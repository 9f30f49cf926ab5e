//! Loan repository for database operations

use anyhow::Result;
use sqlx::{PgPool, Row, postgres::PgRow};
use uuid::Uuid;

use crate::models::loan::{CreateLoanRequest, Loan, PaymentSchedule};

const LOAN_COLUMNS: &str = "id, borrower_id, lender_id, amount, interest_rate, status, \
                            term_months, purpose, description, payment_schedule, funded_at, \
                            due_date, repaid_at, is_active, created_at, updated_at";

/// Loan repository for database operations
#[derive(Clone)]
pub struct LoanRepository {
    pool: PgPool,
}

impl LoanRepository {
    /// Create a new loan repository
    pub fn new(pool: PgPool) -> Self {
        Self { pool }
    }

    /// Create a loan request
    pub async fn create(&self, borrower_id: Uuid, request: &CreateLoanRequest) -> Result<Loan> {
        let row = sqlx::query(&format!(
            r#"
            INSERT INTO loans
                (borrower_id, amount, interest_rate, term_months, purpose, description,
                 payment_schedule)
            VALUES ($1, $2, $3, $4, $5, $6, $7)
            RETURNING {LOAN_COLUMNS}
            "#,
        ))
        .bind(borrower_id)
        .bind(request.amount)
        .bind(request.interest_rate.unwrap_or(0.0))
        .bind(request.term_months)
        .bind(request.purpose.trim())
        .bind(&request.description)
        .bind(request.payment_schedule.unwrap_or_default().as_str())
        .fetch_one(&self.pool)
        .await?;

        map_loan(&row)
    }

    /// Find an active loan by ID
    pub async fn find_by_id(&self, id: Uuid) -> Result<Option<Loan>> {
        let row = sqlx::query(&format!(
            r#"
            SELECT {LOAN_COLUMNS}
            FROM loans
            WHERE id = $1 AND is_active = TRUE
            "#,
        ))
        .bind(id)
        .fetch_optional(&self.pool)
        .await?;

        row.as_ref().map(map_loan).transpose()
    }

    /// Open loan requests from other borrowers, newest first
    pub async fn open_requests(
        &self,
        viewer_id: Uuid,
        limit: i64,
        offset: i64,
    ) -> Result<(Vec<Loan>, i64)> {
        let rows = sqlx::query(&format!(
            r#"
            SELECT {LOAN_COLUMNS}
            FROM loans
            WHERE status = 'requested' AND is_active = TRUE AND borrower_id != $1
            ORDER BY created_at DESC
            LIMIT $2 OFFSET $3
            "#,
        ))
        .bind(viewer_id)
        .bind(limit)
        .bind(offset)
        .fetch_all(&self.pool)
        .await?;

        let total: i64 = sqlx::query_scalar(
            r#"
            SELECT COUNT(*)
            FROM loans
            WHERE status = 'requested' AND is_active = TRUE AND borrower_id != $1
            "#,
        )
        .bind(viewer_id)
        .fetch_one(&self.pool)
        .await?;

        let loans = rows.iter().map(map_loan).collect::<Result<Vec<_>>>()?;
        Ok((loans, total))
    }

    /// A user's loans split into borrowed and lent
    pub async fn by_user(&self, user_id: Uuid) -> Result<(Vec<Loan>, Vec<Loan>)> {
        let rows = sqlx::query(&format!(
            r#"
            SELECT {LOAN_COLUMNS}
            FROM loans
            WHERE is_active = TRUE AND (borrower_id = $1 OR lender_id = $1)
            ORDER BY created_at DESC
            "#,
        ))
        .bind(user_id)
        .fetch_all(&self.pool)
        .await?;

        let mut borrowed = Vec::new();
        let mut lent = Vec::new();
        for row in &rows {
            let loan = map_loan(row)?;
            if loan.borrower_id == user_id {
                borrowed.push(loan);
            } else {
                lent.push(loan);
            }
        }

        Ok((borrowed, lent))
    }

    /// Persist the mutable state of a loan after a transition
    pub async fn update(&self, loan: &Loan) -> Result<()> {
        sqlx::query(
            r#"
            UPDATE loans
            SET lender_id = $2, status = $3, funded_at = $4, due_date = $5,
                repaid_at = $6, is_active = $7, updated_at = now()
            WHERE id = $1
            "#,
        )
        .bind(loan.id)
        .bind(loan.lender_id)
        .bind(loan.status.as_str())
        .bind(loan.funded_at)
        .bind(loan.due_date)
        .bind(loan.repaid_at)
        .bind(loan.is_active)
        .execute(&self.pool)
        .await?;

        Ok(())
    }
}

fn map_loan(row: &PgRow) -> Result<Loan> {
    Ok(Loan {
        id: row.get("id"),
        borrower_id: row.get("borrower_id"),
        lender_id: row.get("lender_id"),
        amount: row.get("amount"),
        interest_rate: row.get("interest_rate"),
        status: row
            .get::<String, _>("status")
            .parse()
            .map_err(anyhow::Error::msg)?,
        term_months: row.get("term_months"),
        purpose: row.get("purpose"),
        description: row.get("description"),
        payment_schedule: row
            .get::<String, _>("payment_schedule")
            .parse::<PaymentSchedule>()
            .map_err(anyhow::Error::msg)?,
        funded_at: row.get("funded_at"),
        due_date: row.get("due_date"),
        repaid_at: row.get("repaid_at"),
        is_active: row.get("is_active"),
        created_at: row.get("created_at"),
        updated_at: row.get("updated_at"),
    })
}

§ EXERCISE PROMPT:
Go through the records above, find each line with the string "borrowed", and copy it.

§ WRITTEN SOLUTION:
    /// A user's loans split into borrowed and lent
        let mut borrowed = Vec::new();
                borrowed.push(loan);
        Ok((borrowed, lent))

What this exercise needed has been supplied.